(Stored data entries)

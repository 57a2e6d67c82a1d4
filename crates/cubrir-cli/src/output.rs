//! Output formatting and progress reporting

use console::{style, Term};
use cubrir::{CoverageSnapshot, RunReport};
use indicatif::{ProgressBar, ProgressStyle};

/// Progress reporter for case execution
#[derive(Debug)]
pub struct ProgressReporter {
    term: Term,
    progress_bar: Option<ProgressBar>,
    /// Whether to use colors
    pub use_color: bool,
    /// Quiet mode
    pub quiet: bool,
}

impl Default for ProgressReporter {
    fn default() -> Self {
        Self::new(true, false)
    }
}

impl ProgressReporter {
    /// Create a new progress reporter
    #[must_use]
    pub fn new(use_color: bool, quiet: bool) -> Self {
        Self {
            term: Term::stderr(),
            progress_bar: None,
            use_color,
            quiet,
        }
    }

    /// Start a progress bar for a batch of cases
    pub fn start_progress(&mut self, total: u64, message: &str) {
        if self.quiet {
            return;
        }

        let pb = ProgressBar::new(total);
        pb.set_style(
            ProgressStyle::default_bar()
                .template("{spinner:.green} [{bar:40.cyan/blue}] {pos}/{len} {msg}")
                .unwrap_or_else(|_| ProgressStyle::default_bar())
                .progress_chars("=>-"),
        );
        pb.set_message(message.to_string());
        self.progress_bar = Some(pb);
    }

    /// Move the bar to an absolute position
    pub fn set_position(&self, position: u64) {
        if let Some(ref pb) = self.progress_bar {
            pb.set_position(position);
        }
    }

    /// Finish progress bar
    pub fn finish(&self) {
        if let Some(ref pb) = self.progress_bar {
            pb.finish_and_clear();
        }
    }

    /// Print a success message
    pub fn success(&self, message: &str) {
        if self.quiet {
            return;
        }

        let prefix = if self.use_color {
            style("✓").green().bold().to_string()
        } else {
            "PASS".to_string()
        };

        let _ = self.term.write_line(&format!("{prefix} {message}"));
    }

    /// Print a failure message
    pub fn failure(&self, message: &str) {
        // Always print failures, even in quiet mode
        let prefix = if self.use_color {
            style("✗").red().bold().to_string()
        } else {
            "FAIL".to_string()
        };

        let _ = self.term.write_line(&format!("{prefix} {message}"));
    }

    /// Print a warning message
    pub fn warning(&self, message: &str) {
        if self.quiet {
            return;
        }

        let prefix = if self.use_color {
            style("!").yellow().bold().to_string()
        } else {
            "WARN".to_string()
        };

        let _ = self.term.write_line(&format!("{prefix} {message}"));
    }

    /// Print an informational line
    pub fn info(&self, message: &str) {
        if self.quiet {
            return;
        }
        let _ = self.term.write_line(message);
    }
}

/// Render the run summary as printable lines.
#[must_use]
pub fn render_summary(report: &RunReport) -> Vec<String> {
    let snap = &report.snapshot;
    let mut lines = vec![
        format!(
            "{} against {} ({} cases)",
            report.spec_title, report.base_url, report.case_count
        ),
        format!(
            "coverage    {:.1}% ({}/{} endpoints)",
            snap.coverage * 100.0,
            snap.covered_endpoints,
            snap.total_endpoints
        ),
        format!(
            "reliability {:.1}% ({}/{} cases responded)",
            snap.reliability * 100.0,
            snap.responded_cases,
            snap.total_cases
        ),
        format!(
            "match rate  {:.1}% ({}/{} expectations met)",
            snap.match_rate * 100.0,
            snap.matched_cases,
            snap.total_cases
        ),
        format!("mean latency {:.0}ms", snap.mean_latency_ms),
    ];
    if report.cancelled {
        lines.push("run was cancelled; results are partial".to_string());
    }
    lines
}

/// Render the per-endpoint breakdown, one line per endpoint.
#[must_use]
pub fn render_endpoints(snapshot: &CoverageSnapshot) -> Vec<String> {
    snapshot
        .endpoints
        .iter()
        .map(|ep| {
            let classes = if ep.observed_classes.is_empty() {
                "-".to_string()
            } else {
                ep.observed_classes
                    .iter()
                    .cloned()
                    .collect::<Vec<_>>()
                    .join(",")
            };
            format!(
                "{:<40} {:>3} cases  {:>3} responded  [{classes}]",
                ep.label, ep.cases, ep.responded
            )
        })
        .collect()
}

▸ **WORK INSTRUCTION**
Go through the data above and transcribe every entry exactly.

▸ **SOLUTION FOR THIS TASK**
repository 57a2e6d67c82a1d4
filename crates/cubrir-cli/src/output.rs
//! Output formatting and progress reporting

use console::{style, Term};
use cubrir::{CoverageSnapshot, RunReport};
use indicatif::{ProgressBar, ProgressStyle};

/// Progress reporter for case execution
#[derive(Debug)]
pub struct ProgressReporter {
    term: Term,
    progress_bar: Option<ProgressBar>,
    /// Whether to use colors
    pub use_color: bool,
    /// Quiet mode
    pub quiet: bool,
}

impl Default for ProgressReporter {
    fn default() -> Self {
        Self::new(true, false)
    }
}

impl ProgressReporter {
    /// Create a new progress reporter
    #[must_use]
    pub fn new(use_color: bool, quiet: bool) -> Self {
        Self {
            term: Term::stderr(),
            progress_bar: None,
            use_color,
            quiet,
        }
    }

    /// Start a progress bar for a batch of cases
    pub fn start_progress(&mut self, total: u64, message: &str) {
        if self.quiet {
            return;
        }

        let pb = ProgressBar::new(total);
        pb.set_style(
            ProgressStyle::default_bar()
                .template("{spinner:.green} [{bar:40.cyan/blue}] {pos}/{len} {msg}")
                .unwrap_or_else(|_| ProgressStyle::default_bar())
                .progress_chars("=>-"),
        );
        pb.set_message(message.to_string());
        self.progress_bar = Some(pb);
    }

    /// Move the bar to an absolute position
    pub fn set_position(&self, position: u64) {
        if let Some(ref pb) = self.progress_bar {
            pb.set_position(position);
        }
    }

    /// Finish progress bar
    pub fn finish(&self) {
        if let Some(ref pb) = self.progress_bar {
            pb.finish_and_clear();
        }
    }

    /// Print a success message
    pub fn success(&self, message: &str) {
        if self.quiet {
            return;
        }

        let prefix = if self.use_color {
            style("✓").green().bold().to_string()
        } else {
            "PASS".to_string()
        };

        let _ = self.term.write_line(&format!("{prefix} {message}"));
    }

    /// Print a failure message
    pub fn failure(&self, message: &str) {
        // Always print failures, even in quiet mode
        let prefix = if self.use_color {
            style("✗").red().bold().to_string()
        } else {
            "FAIL".to_string()
        };

        let _ = self.term.write_line(&format!("{prefix} {message}"));
    }

    /// Print a warning message
    pub fn warning(&self, message: &str) {
        if self.quiet {
            return;
        }

        let prefix = if self.use_color {
            style("!").yellow().bold().to_string()
        } else {
            "WARN".to_string()
        };

        let _ = self.term.write_line(&format!("{prefix} {message}"));
    }

    /// Print an informational line
    pub fn info(&self, message: &str) {
        if self.quiet {
            return;
        }
        let _ = self.term.write_line(message);
    }
}

/// Render the run summary as printable lines.
#[must_use]
pub fn render_summary(report: &RunReport) -> Vec<String> {
    let snap = &report.snapshot;
    let mut lines = vec![
        format!(
            "{} against {} ({} cases)",
            report.spec_title, report.base_url, report.case_count
        ),
        format!(
            "coverage    {:.1}% ({}/{} endpoints)",
            snap.coverage * 100.0,
            snap.covered_endpoints,
            snap.total_endpoints
        ),
        format!(
            "reliability {:.1}% ({}/{} cases responded)",
            snap.reliability * 100.0,
            snap.responded_cases,
            snap.total_cases
        ),
        format!(
            "match rate  {:.1}% ({}/{} expectations met)",
            snap.match_rate * 100.0,
            snap.matched_cases,
            snap.total_cases
        ),
        format!("mean latency {:.0}ms", snap.mean_latency_ms),
    ];
    if report.cancelled {
        lines.push("run was cancelled; results are partial".to_string());
    }
    lines
}

/// Render the per-endpoint breakdown, one line per endpoint.
#[must_use]
pub fn render_endpoints(snapshot: &CoverageSnapshot) -> Vec<String> {
    snapshot
        .endpoints
        .iter()
        .map(|ep| {
            let classes = if ep.observed_classes.is_empty() {
                "-".to_string()
            } else {
                ep.observed_classes
                    .iter()
                    .cloned()
                    .collect::<Vec<_>>()
                    .join(",")
            };
            format!(
                "{:<40} {:>3} cases  {:>3} responded  [{classes}]",
                ep.label, ep.cases, ep.responded
            )
        })
        .collect()
}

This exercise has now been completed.